**To do:** Present the following data again exactly as it is shown.
┌──
//! Kubernetes Event recording for the Galera controller.
//!
//! Wraps `kube::runtime::events::Recorder` behind a trait so phase
//! transitions and recovery decisions show up in `kubectl describe mdbc`.
//!
//! Events are fire-and-forget: failures are logged and never propagate. A
//! failed event must never fail a sync pass.

use async_trait::async_trait;
use k8s_openapi::api::core::v1::ObjectReference;
use kube::runtime::events::{EventType, Recorder, Reporter};
use kube::Client;
use tracing::warn;

/// Trait for publishing Kubernetes Events.
#[async_trait]
pub trait EventPublisher: Send + Sync {
    /// Publish a Kubernetes Event on the given resource.
    ///
    /// # Arguments
    ///
    /// * `resource_ref` - The Kubernetes object this event is about
    /// * `type_` - Normal or Warning
    /// * `reason` - Machine-readable reason string (e.g. "PhaseTransition")
    /// * `action` - What action was taken (e.g. "Reconcile")
    /// * `note` - Optional human-readable message
    async fn publish(
        &self,
        resource_ref: &ObjectReference,
        type_: EventType,
        reason: &str,
        action: &str,
        note: Option<String>,
    );
}

/// Production implementation wrapping `kube::runtime::events::Recorder`.
pub struct KubeEventPublisher {
    recorder: Recorder,
}

impl KubeEventPublisher {
    /// Create a new publisher reporting as `controller_name`.
    pub fn new(client: Client, controller_name: &str) -> Self {
        let reporter = Reporter {
            controller: controller_name.to_string(),
            instance: std::env::var("POD_NAME").ok(),
        };
        Self {
            recorder: Recorder::new(client, reporter),
        }
    }
}

#[async_trait]
impl EventPublisher for KubeEventPublisher {
    async fn publish(
        &self,
        resource_ref: &ObjectReference,
        type_: EventType,
        reason: &str,
        action: &str,
        note: Option<String>,
    ) {
        let event = kube::runtime::events::Event {
            type_,
            reason: reason.to_string(),
            note,
            action: action.to_string(),
            secondary: None,
        };
        if let Err(e) = self.recorder.publish(&event, resource_ref).await {
            warn!(reason, action, error = %e, "Failed to publish Kubernetes event");
        }
    }
}

/// No-op implementation for tests.
pub struct NoopEventPublisher;

#[async_trait]
impl EventPublisher for NoopEventPublisher {
    async fn publish(
        &self,
        _resource_ref: &ObjectReference,
        _type_: EventType,
        _reason: &str,
        _action: &str,
        _note: Option<String>,
    ) {
    }
}

/// Well-known event reason strings.
pub mod reasons {
    /// The cluster moved to a new lifecycle phase
    pub const PHASE_TRANSITION: &str = "PhaseTransition";
    /// The cluster is operational and every replica is ready
    pub const CLUSTER_SYNCED: &str = "ClusterSynced";
    /// All replicas lost readiness; recovery started
    pub const RECOVERY_STARTED: &str = "RecoveryStarted";
    /// A replica was chosen to re-seed the cluster
    pub const BOOTSTRAP_SOURCE_SELECTED: &str = "BootstrapSourceSelected";
    /// At least one replica reported a non-positive sequence number
    pub const INVALID_REPORT: &str = "InvalidReport";
    /// The designated replica formed a new primary component
    pub const PRIMARY_RECOVERED: &str = "PrimaryRecovered";
    /// The re-formed cluster lost every replica again
    pub const RECOVERY_RESTARTED: &str = "RecoveryRestarted";
    /// Resources with the cluster's name already exist
    pub const CONFLICTING_RESOURCES: &str = "ConflictingResources";
}

/// Well-known event action strings.
pub mod actions {
    /// Standard reconciliation pass
    pub const RECONCILE: &str = "Reconcile";
    /// Bootstrap sequencing
    pub const BOOTSTRAP: &str = "Bootstrap";
    /// Primary component recovery
    pub const RECOVER: &str = "Recover";
    /// Pre-provisioning checks
    pub const PREFLIGHT: &str = "PreFlight";
}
└──
**Result below:**
//! Kubernetes Event recording for the Galera controller.
//!
//! Wraps `kube::runtime::events::Recorder` behind a trait so phase
//! transitions and recovery decisions show up in `kubectl describe mdbc`.
//!
//! Events are fire-and-forget: failures are logged and never propagate. A
//! failed event must never fail a sync pass.

use async_trait::async_trait;
use k8s_openapi::api::core::v1::ObjectReference;
use kube::runtime::events::{EventType, Recorder, Reporter};
use kube::Client;
use tracing::warn;

/// Trait for publishing Kubernetes Events.
#[async_trait]
pub trait EventPublisher: Send + Sync {
    /// Publish a Kubernetes Event on the given resource.
    ///
    /// # Arguments
    ///
    /// * `resource_ref` - The Kubernetes object this event is about
    /// * `type_` - Normal or Warning
    /// * `reason` - Machine-readable reason string (e.g. "PhaseTransition")
    /// * `action` - What action was taken (e.g. "Reconcile")
    /// * `note` - Optional human-readable message
    async fn publish(
        &self,
        resource_ref: &ObjectReference,
        type_: EventType,
        reason: &str,
        action: &str,
        note: Option<String>,
    );
}

/// Production implementation wrapping `kube::runtime::events::Recorder`.
pub struct KubeEventPublisher {
    recorder: Recorder,
}

impl KubeEventPublisher {
    /// Create a new publisher reporting as `controller_name`.
    pub fn new(client: Client, controller_name: &str) -> Self {
        let reporter = Reporter {
            controller: controller_name.to_string(),
            instance: std::env::var("POD_NAME").ok(),
        };
        Self {
            recorder: Recorder::new(client, reporter),
        }
    }
}

#[async_trait]
impl EventPublisher for KubeEventPublisher {
    async fn publish(
        &self,
        resource_ref: &ObjectReference,
        type_: EventType,
        reason: &str,
        action: &str,
        note: Option<String>,
    ) {
        let event = kube::runtime::events::Event {
            type_,
            reason: reason.to_string(),
            note,
            action: action.to_string(),
            secondary: None,
        };
        if let Err(e) = self.recorder.publish(&event, resource_ref).await {
            warn!(reason, action, error = %e, "Failed to publish Kubernetes event");
        }
    }
}

/// No-op implementation for tests.
pub struct NoopEventPublisher;

#[async_trait]
impl EventPublisher for NoopEventPublisher {
    async fn publish(
        &self,
        _resource_ref: &ObjectReference,
        _type_: EventType,
        _reason: &str,
        _action: &str,
        _note: Option<String>,
    ) {
    }
}

/// Well-known event reason strings.
pub mod reasons {
    /// The cluster moved to a new lifecycle phase
    pub const PHASE_TRANSITION: &str = "PhaseTransition";
    /// The cluster is operational and every replica is ready
    pub const CLUSTER_SYNCED: &str = "ClusterSynced";
    /// All replicas lost readiness; recovery started
    pub const RECOVERY_STARTED: &str = "RecoveryStarted";
    /// A replica was chosen to re-seed the cluster
    pub const BOOTSTRAP_SOURCE_SELECTED: &str = "BootstrapSourceSelected";
    /// At least one replica reported a non-positive sequence number
    pub const INVALID_REPORT: &str = "InvalidReport";
    /// The designated replica formed a new primary component
    pub const PRIMARY_RECOVERED: &str = "PrimaryRecovered";
    /// The re-formed cluster lost every replica again
    pub const RECOVERY_RESTARTED: &str = "RecoveryRestarted";
    /// Resources with the cluster's name already exist
    pub const CONFLICTING_RESOURCES: &str = "ConflictingResources";
}

/// Well-known event action strings.
pub mod actions {
    /// Standard reconciliation pass
    pub const RECONCILE: &str = "Reconcile";
    /// Bootstrap sequencing
    pub const BOOTSTRAP: &str = "Bootstrap";
    /// Primary component recovery
    pub const RECOVER: &str = "Recover";
    /// Pre-provisioning checks
    pub const PREFLIGHT: &str = "PreFlight";
}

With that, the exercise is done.